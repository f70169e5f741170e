//! Mutex-guarded frame position and play/run flags.

use parking_lot::Mutex;

/// Sentinel for "no frame shown yet".
pub const NOTHING_SHOWN: i64 = -1;

/// A change to the playback state.
#[derive(Debug, Clone, Copy, PartialEq, Eq)]
pub enum Transition {
    /// Begin a run over `maximum + 1` frames, starting paused at frame 0.
    Start { maximum: usize },
    /// Step one frame forward and pause.
    SeekForward,
    /// Step one frame back and pause.
    SeekBackward,
    TogglePlay,
    /// Scheduler tick: advance one frame while playing, below the ceiling.
    Tick,
    /// Record that `index` has been presented.
    MarkShown(usize),
    /// Clear the running flag; the scheduler exits on its next tick.
    Stop,
}

/// Copy of the playback fields taken under the lock.
#[derive(Debug, Clone, Copy, PartialEq, Eq)]
pub struct PlaybackSnapshot {
    pub current: usize,
    pub previous: i64,
    pub maximum: usize,
    pub running: bool,
    pub playing: bool,
}

impl PlaybackSnapshot {
    /// Whether `current` has not been presented yet.
    pub fn frame_changed(&self) -> bool {
        self.previous != self.current as i64
    }
}

#[derive(Debug)]
struct Fields {
    current: usize,
    previous: i64,
    maximum: usize,
    running: bool,
    playing: bool,
}

/// Single source of truth for the frame position, shared by the input
/// handler and the scheduler.
///
/// All fields change under one mutex through [`PlaybackState::apply`];
/// `current` never leaves `0..=maximum`.
#[derive(Debug)]
pub struct PlaybackState {
    fields: Mutex<Fields>,
}

impl Default for PlaybackState {
    fn default() -> Self {
        Self::new()
    }
}

impl PlaybackState {
    pub fn new() -> Self {
        Self {
            fields: Mutex::new(Fields {
                current: 0,
                previous: NOTHING_SHOWN,
                maximum: 0,
                running: false,
                playing: false,
            }),
        }
    }

    pub fn snapshot(&self) -> PlaybackSnapshot {
        let f = self.fields.lock();
        snapshot_of(&f)
    }

    /// Apply `transition` atomically and return the resulting state.
    pub fn apply(&self, transition: Transition) -> PlaybackSnapshot {
        let mut f = self.fields.lock();
        match transition {
            Transition::Start { maximum } => {
                f.maximum = maximum;
                f.current = 0;
                f.previous = NOTHING_SHOWN;
                f.playing = false;
                f.running = true;
            }
            Transition::SeekForward => {
                f.playing = false;
                if f.current < f.maximum {
                    f.current += 1;
                }
            }
            Transition::SeekBackward => {
                f.playing = false;
                f.current = f.current.saturating_sub(1);
            }
            Transition::TogglePlay => {
                f.playing = !f.playing;
            }
            Transition::Tick => {
                if f.running && f.playing && f.current < f.maximum {
                    f.current += 1;
                }
            }
            Transition::MarkShown(index) => {
                f.previous = index as i64;
            }
            Transition::Stop => {
                f.running = false;
            }
        }
        snapshot_of(&f)
    }
}

fn snapshot_of(f: &Fields) -> PlaybackSnapshot {
    PlaybackSnapshot {
        current: f.current,
        previous: f.previous,
        maximum: f.maximum,
        running: f.running,
        playing: f.playing,
    }
}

**TASK DIRECTIONS:**
The full set of entries should appear again, unchanged, line by line.

**SOLUTION TO THE PROBLEM:**
repository f70169e5f741170e
//! Mutex-guarded frame position and play/run flags.

use parking_lot::Mutex;

/// Sentinel for "no frame shown yet".
pub const NOTHING_SHOWN: i64 = -1;

/// A change to the playback state.
#[derive(Debug, Clone, Copy, PartialEq, Eq)]
pub enum Transition {
    /// Begin a run over `maximum + 1` frames, starting paused at frame 0.
    Start { maximum: usize },
    /// Step one frame forward and pause.
    SeekForward,
    /// Step one frame back and pause.
    SeekBackward,
    TogglePlay,
    /// Scheduler tick: advance one frame while playing, below the ceiling.
    Tick,
    /// Record that `index` has been presented.
    MarkShown(usize),
    /// Clear the running flag; the scheduler exits on its next tick.
    Stop,
}

/// Copy of the playback fields taken under the lock.
#[derive(Debug, Clone, Copy, PartialEq, Eq)]
pub struct PlaybackSnapshot {
    pub current: usize,
    pub previous: i64,
    pub maximum: usize,
    pub running: bool,
    pub playing: bool,
}

impl PlaybackSnapshot {
    /// Whether `current` has not been presented yet.
    pub fn frame_changed(&self) -> bool {
        self.previous != self.current as i64
    }
}

#[derive(Debug)]
struct Fields {
    current: usize,
    previous: i64,
    maximum: usize,
    running: bool,
    playing: bool,
}

/// Single source of truth for the frame position, shared by the input
/// handler and the scheduler.
///
/// All fields change under one mutex through [`PlaybackState::apply`];
/// `current` never leaves `0..=maximum`.
#[derive(Debug)]
pub struct PlaybackState {
    fields: Mutex<Fields>,
}

impl Default for PlaybackState {
    fn default() -> Self {
        Self::new()
    }
}

impl PlaybackState {
    pub fn new() -> Self {
        Self {
            fields: Mutex::new(Fields {
                current: 0,
                previous: NOTHING_SHOWN,
                maximum: 0,
                running: false,
                playing: false,
            }),
        }
    }

    pub fn snapshot(&self) -> PlaybackSnapshot {
        let f = self.fields.lock();
        snapshot_of(&f)
    }

    /// Apply `transition` atomically and return the resulting state.
    pub fn apply(&self, transition: Transition) -> PlaybackSnapshot {
        let mut f = self.fields.lock();
        match transition {
            Transition::Start { maximum } => {
                f.maximum = maximum;
                f.current = 0;
                f.previous = NOTHING_SHOWN;
                f.playing = false;
                f.running = true;
            }
            Transition::SeekForward => {
                f.playing = false;
                if f.current < f.maximum {
                    f.current += 1;
                }
            }
            Transition::SeekBackward => {
                f.playing = false;
                f.current = f.current.saturating_sub(1);
            }
            Transition::TogglePlay => {
                f.playing = !f.playing;
            }
            Transition::Tick => {
                if f.running && f.playing && f.current < f.maximum {
                    f.current += 1;
                }
            }
            Transition::MarkShown(index) => {
                f.previous = index as i64;
            }
            Transition::Stop => {
                f.running = false;
            }
        }
        snapshot_of(&f)
    }
}

fn snapshot_of(f: &Fields) -> PlaybackSnapshot {
    PlaybackSnapshot {
        current: f.current,
        previous: f.previous,
        maximum: f.maximum,
        running: f.running,
        playing: f.playing,
    }
}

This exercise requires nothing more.